No caso 2, nas reações à indicação cirúrgica predominaram atitudes de hesitação e recusa da realização da cirurgia. Estas estiveram perto de serem concretizadas, como mostra a afirmação da mãe de “pensar em tirar a filha do hospital”, apesar da posterior aceitação da cirurgia. Associada ao medo da perda e ao prognóstico ruim, a recusa se manifestou quando a cirurgia significava perda e os riscos percebidos se sobrepunham aos benefícios.

É inevitável a ansiedade ao se pesar tudo o que envolve um ato cirúrgico: a anestesia, a viabilidade da correção do problema, a surpresa por complicações não detectadas antes, o risco de intercorrências, infecções ou sequelas, a recuperação pós-operatória. Além da preocupação com o êxito do procedimento em si, a cirurgia significa um período de nenhum ou pouco contato direto com o filho. Em geral, vista como último recurso, o clima emocional da cirurgia é crítico e se acirra pela carga simbólica do coração como órgão mitificado do instinto de vida e do amor (Romano, 2001). No caso 2, não submeter a filha ao procedimento pareceu uma reação imediata da mãe para proteger de tudo isso que envolve o ato cirúrgico.
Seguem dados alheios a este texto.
//! Frame composition and painting.
//!
//! The [`Renderer`] reads the [`DisplayModel`] on its own timer and repaints
//! a [`Surface`] only when the model version moved since the last frame.

use chrono::{DateTime, Local};
use crossterm::{
    cursor,
    style::{self, Stylize},
    terminal, ExecutableCommand, QueueableCommand,
};
use std::io::{self, Write};
use std::time::Duration;
use tokio::time::{interval, MissedTickBehavior};
use tracing::{debug, error, info};

use crate::error::RenderError;
use crate::model::{DisplayModel, Snapshot};
use crate::shutdown::{Shutdown, ShutdownListener};

pub const TITLE: &str = "Neural Control Panel";
pub const FOOTER: &str = "q: quit";

/// A display slot: which fragment goes on which line.
#[derive(Debug, Clone, PartialEq, Eq)]
pub struct Slot {
    pub name: String,
    pub placeholder: String,
}

/// How a frame line should be drawn.
#[derive(Debug, Clone, Copy, PartialEq, Eq)]
pub enum Tone {
    Title,
    Fresh,
    Degraded,
    Waiting,
    Hint,
}

#[derive(Debug, Clone, PartialEq, Eq)]
pub struct Line {
    pub text: String,
    pub tone: Tone,
}

/// A fully composed screen, independent of any terminal.
#[derive(Debug, Clone, PartialEq, Eq)]
pub struct Frame {
    pub version: u64,
    pub lines: Vec<Line>,
}

/// Something a [`Frame`] can be painted on.
pub trait Surface: Send {
    fn paint(&mut self, frame: &Frame) -> Result<(), RenderError>;
}

/// Paints frames on a terminal with crossterm.
pub struct TerminalSurface<W: Write + Send> {
    out: W,
}

/// Puts the terminal into raw mode on the alternate screen until dropped.
pub struct TerminalGuard {
    _private: (),
}

/// Redraws the model on a fixed interval.
pub struct Renderer {
    model: DisplayModel,
    slots: Vec<Slot>,
    interval: Duration,
    shutdown: Shutdown,
    last_drawn: Option<u64>,
}

// === impl Slot ===

impl Slot {
    pub fn new(name: impl Into<String>, placeholder: impl Into<String>) -> Self {
        Self {
            name: name.into(),
            placeholder: placeholder.into(),
        }
    }
}

// === impl Frame ===

impl Frame {
    /// Lays out the title with the clock at `now`, one line per slot, and the footer.
    pub fn compose(slots: &[Slot], snapshot: &Snapshot, now: DateTime<Local>) -> Self {
        let mut lines = Vec::with_capacity(slots.len() + 2);
        lines.push(Line {
            text: format!("{}  {}", TITLE, now.format("%H:%M:%S")),
            tone: Tone::Title,
        });

        for slot in slots {
            let line = match snapshot.get(&slot.name) {
                None => Line {
                    text: slot.placeholder.clone(),
                    tone: Tone::Waiting,
                },
                Some(fragment) => {
                    let at = fragment.updated_at.format("%H:%M:%S");
                    match &fragment.error {
                        None => Line {
                            text: format!("{}  [{}]", fragment.text, at),
                            tone: Tone::Fresh,
                        },
                        Some(err) => Line {
                            text: format!("{}  [stale {}: {}]", fragment.text, at, err),
                            tone: Tone::Degraded,
                        },
                    }
                }
            };
            lines.push(line);
        }

        lines.push(Line {
            text: FOOTER.to_string(),
            tone: Tone::Hint,
        });

        Self {
            version: snapshot.version,
            lines,
        }
    }
}

// === impl TerminalSurface ===

impl TerminalSurface<io::Stdout> {
    pub fn stdout() -> Self {
        Self::new(io::stdout())
    }
}

impl<W: Write + Send> TerminalSurface<W> {
    pub fn new(out: W) -> Self {
        Self { out }
    }

    pub fn into_inner(self) -> W {
        self.out
    }
}

impl<W: Write + Send> Surface for TerminalSurface<W> {
    fn paint(&mut self, frame: &Frame) -> Result<(), RenderError> {
        let out = &mut self.out;
        out.queue(terminal::Clear(terminal::ClearType::All))?;

        for (row, line) in frame.lines.iter().enumerate() {
            // title and footer get a blank line of padding
            let y = match line.tone {
                Tone::Title => 1,
                Tone::Hint => row as u16 + 2,
                _ => row as u16 + 1,
            };
            let styled = match line.tone {
                Tone::Title => line.text.clone().bold().magenta(),
                Tone::Fresh => line.text.clone().green(),
                Tone::Degraded => line.text.clone().red(),
                Tone::Waiting => line.text.clone().grey(),
                Tone::Hint => line.text.clone().blue(),
            };
            out.queue(cursor::MoveTo(2, y))?
                .queue(style::PrintStyledContent(styled))?;
        }

        out.queue(cursor::Hide)?;
        out.flush()?;
        Ok(())
    }
}

// === impl TerminalGuard ===

impl TerminalGuard {
    pub fn enter() -> Result<Self, RenderError> {
        terminal::enable_raw_mode()?;
        let guard = Self { _private: () };
        io::stdout()
            .execute(terminal::EnterAlternateScreen)?
            .execute(cursor::Hide)?;
        Ok(guard)
    }
}

impl Drop for TerminalGuard {
    fn drop(&mut self) {
        let mut stdout = io::stdout();
        let _ = stdout.execute(cursor::Show);
        let _ = stdout.execute(terminal::LeaveAlternateScreen);
        let _ = terminal::disable_raw_mode();
    }
}

// === impl Renderer ===

impl Renderer {
    pub fn new(model: DisplayModel, slots: Vec<Slot>, interval: Duration, shutdown: Shutdown) -> Self {
        Self {
            model,
            slots,
            interval: interval.max(Duration::from_millis(1)),
            shutdown,
            last_drawn: None,
        }
    }

    /// Raises shutdown; the render loop exits on its next wake-up.
    pub fn quit(&self) {
        info!("Quit requested");
        self.shutdown.trigger();
    }

    /// Paints the current snapshot if its version was not drawn yet.
    ///
    /// Returns whether a frame was painted.
    pub fn draw(&mut self, surface: &mut impl Surface) -> Result<bool, RenderError> {
        let snapshot = self.model.snapshot();
        if self.last_drawn == Some(snapshot.version) {
            return Ok(false);
        }

        let frame = Frame::compose(&self.slots, &snapshot, Local::now());
        surface.paint(&frame)?;
        self.last_drawn = Some(snapshot.version);
        debug!("Painted frame for version {}", snapshot.version);
        Ok(true)
    }

    /// Redraws until shutdown. A paint failure ends the loop with an error.
    pub async fn run(&mut self, surface: &mut impl Surface) -> Result<(), RenderError> {
        let mut listener: ShutdownListener = self.shutdown.subscribe();
        let mut ticker = interval(self.interval);
        ticker.set_missed_tick_behavior(MissedTickBehavior::Skip);

        loop {
            tokio::select! {
                biased;
                _ = listener.triggered() => break,
                _ = ticker.tick() => {}
            }

            if let Err(e) = self.draw(surface) {
                error!("Render failed: {}", e);
                self.shutdown.trigger();
                return Err(e);
            }
        }

        debug!("Render loop stopped");
        Ok(())
    }
}

#[cfg(test)]
mod tests {
    use super::*;
    use crate::model::DisplayFragment;
    use chrono::TimeZone;

    #[derive(Default)]
    struct RecordingSurface {
        frames: Vec<Frame>,
    }

    impl Surface for RecordingSurface {
        fn paint(&mut self, frame: &Frame) -> Result<(), RenderError> {
            self.frames.push(frame.clone());
            Ok(())
        }
    }

    struct BrokenSurface;

    impl Surface for BrokenSurface {
        fn paint(&mut self, _frame: &Frame) -> Result<(), RenderError> {
            Err(RenderError(io::Error::new(io::ErrorKind::BrokenPipe, "tty gone")))
        }
    }

    fn slots() -> Vec<Slot> {
        vec![
            Slot::new("resources", "CPU: --"),
            Slot::new("model_status", "Status: scanning..."),
        ]
    }

    #[test]
    fn test_compose_lays_out_slots_in_order() {
        let model = DisplayModel::new();
        model.update("model_status", DisplayFragment::new("Status: Idle"));

        let frame = Frame::compose(&slots(), &model.snapshot(), Local::now());
        let tones: Vec<_> = frame.lines.iter().map(|l| l.tone).collect();
        assert_eq!(tones, vec![Tone::Title, Tone::Waiting, Tone::Fresh, Tone::Hint]);
        assert_eq!(frame.lines[1].text, "CPU: --");
        assert!(frame.lines[2].text.starts_with("Status: Idle  ["));
        assert_eq!(frame.version, 1);
    }

    #[test]
    fn test_compose_title_carries_clock() {
        let now = Local.with_ymd_and_hms(2024, 3, 1, 9, 5, 7).unwrap();
        let frame = Frame::compose(&slots(), &Snapshot::default(), now);
        assert_eq!(frame.lines[0].text, "Neural Control Panel  09:05:07");
        assert_eq!(frame.lines[0].tone, Tone::Title);
    }

    #[test]
    fn test_compose_marks_degraded_fragments() {
        let model = DisplayModel::new();
        model.update("resources", DisplayFragment::degraded("CPU: 3.0%", "source unavailable: x"));

        let frame = Frame::compose(&slots(), &model.snapshot(), Local::now());
        assert_eq!(frame.lines[1].tone, Tone::Degraded);
        assert!(frame.lines[1].text.contains("CPU: 3.0%"));
        assert!(frame.lines[1].text.contains("source unavailable: x"));
    }

    #[test]
    fn test_draw_skips_unchanged_version() {
        let model = DisplayModel::new();
        let mut renderer = Renderer::new(model.clone(), slots(), Duration::from_millis(100), Shutdown::new());
        let mut surface = RecordingSurface::default();

        assert!(renderer.draw(&mut surface).unwrap());
        assert!(!renderer.draw(&mut surface).unwrap());

        model.update("resources", DisplayFragment::new("CPU: 1.0%"));
        assert!(renderer.draw(&mut surface).unwrap());
        assert!(!renderer.draw(&mut surface).unwrap());

        let versions: Vec<_> = surface.frames.iter().map(|f| f.version).collect();
        assert_eq!(versions, vec![0, 1]);
    }

    #[test]
    fn test_terminal_surface_writes_text() {
        let model = DisplayModel::new();
        model.update("resources", DisplayFragment::new("CPU: 7.0% | RAM: 1.0% | SWAP: 0.0%"));
        let frame = Frame::compose(&slots(), &model.snapshot(), Local::now());

        let mut surface = TerminalSurface::new(Vec::new());
        surface.paint(&frame).unwrap();
        let written = String::from_utf8_lossy(&surface.into_inner()).into_owned();

        assert!(written.contains(TITLE));
        assert!(written.contains("CPU: 7.0% | RAM: 1.0% | SWAP: 0.0%"));
        assert!(written.contains(FOOTER));
    }

    #[tokio::test(start_paused = true)]
    async fn test_run_stops_on_quit() {
        let model = DisplayModel::new();
        let shutdown = Shutdown::new();
        let mut renderer = Renderer::new(model.clone(), slots(), Duration::from_millis(100), shutdown.clone());

        let handle = tokio::spawn(async move {
            let mut surface = RecordingSurface::default();
            let result = renderer.run(&mut surface).await;
            (result, surface)
        });

        tokio::time::sleep(Duration::from_millis(250)).await;
        model.update("resources", DisplayFragment::new("CPU: 2.0%"));
        tokio::time::sleep(Duration::from_millis(250)).await;
        shutdown.trigger();

        let (result, surface) = handle.await.unwrap();
        assert!(result.is_ok());
        let versions: Vec<_> = surface.frames.iter().map(|f| f.version).collect();
        assert_eq!(versions, vec![0, 1]);
    }

    #[tokio::test]
    async fn test_paint_failure_is_fatal() {
        let shutdown = Shutdown::new();
        let mut renderer = Renderer::new(DisplayModel::new(), slots(), Duration::from_millis(10), shutdown.clone());

        let result = renderer.run(&mut BrokenSurface).await;
        assert!(result.is_err());
        assert!(shutdown.is_triggered());
    }

    #[test]
    fn test_quit_raises_shutdown() {
        let shutdown = Shutdown::new();
        let renderer = Renderer::new(DisplayModel::new(), slots(), Duration::from_millis(10), shutdown.clone());
        renderer.quit();
        assert!(shutdown.is_triggered());
    }
}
Mas um outro sentido também foi apreendido dessa atitude da mãe: “pensar em tirar do hospital” demonstrou alguma abertura para o pensamento, para cogitar outras saídas em vez de acatar imediatamente a solução médica, apresentada como a única saída naquele momento. Tanto que a mãe não agiu isso, só pensou isso. O pensar, segundo Freud (1911/1996), é um processo que coloca em vinculação, em relação, elementos mentais como as idéias e as representações verbais. Isso possibilita ao psiquismo suportar maiores quantidades de excitação, pois, quando um elemento mental é ligado a outro, adia-se a sua descarga pela ação. Dessa forma, no caso 2, a recusa que em um primeiro momento foi uma reação-ato de descarga, de não pensar frente à angústia (fazendo com que a mãe pegasse o elevador com a filha para tirá-la do hospital), pôde se transformar no momento seguinte em recusa-pensamento (a mãe mudou de ideia e não saiu do hospital nem abandonou o tratamento). A exposição das próprias intenções de recusar a realização da cirurgia a outras pessoas teve para esta mãe uma importante função de mediação entre o impulso a agir e a reflexão. A interlocução com os outros evitou decisões e ações impensadas, pois permitiu resgatar aspectos positivos e benefícios do procedimento, revertendo-se a recusa. Portanto, no caso 2, as decisões foram mais refletidas e se beneficiaram da dúvida.

c) Ambivalências

Para a mãe do caso 1, as ambivalências da vida psíquica não eram suportadas pois traziam angústia. A perspectiva unilateral das experiências predominava: a cirurgia só era considerada em sua possibilidade de melhora, somente os afetos positivos, como confiança e pensamento positivo, eram manifestados e a atitude frente à cirurgia era de aceitação inquestionável de sua realização, sem que houvesse reconhecimento nem ponderação dos riscos e benefícios. Para Freud (1915/1996a), as ambivalências são intrínsecas à vida psíquica e ele chama de ambivalência de sentimentos a oscilação entre o amor e o ódio que pode existir nas relações objetais. Para explicar essa ambivalência, Freud remonta às relações iniciais do ego com os objetos/mundo externo e mostra como está associada ao prazer-desprazer (outra polaridade constitutiva da vida psíquica): o objeto que é fonte de prazer e de sensações agradáveis atrai o ego, que dele se aproxima amando-o e tomando-o para si (introjetando) ou fazendo-o uma parte de si (incorporando); o objeto que produz sensações desagradáveis e desprazer repele o ego, que dele se distancia odiando-o.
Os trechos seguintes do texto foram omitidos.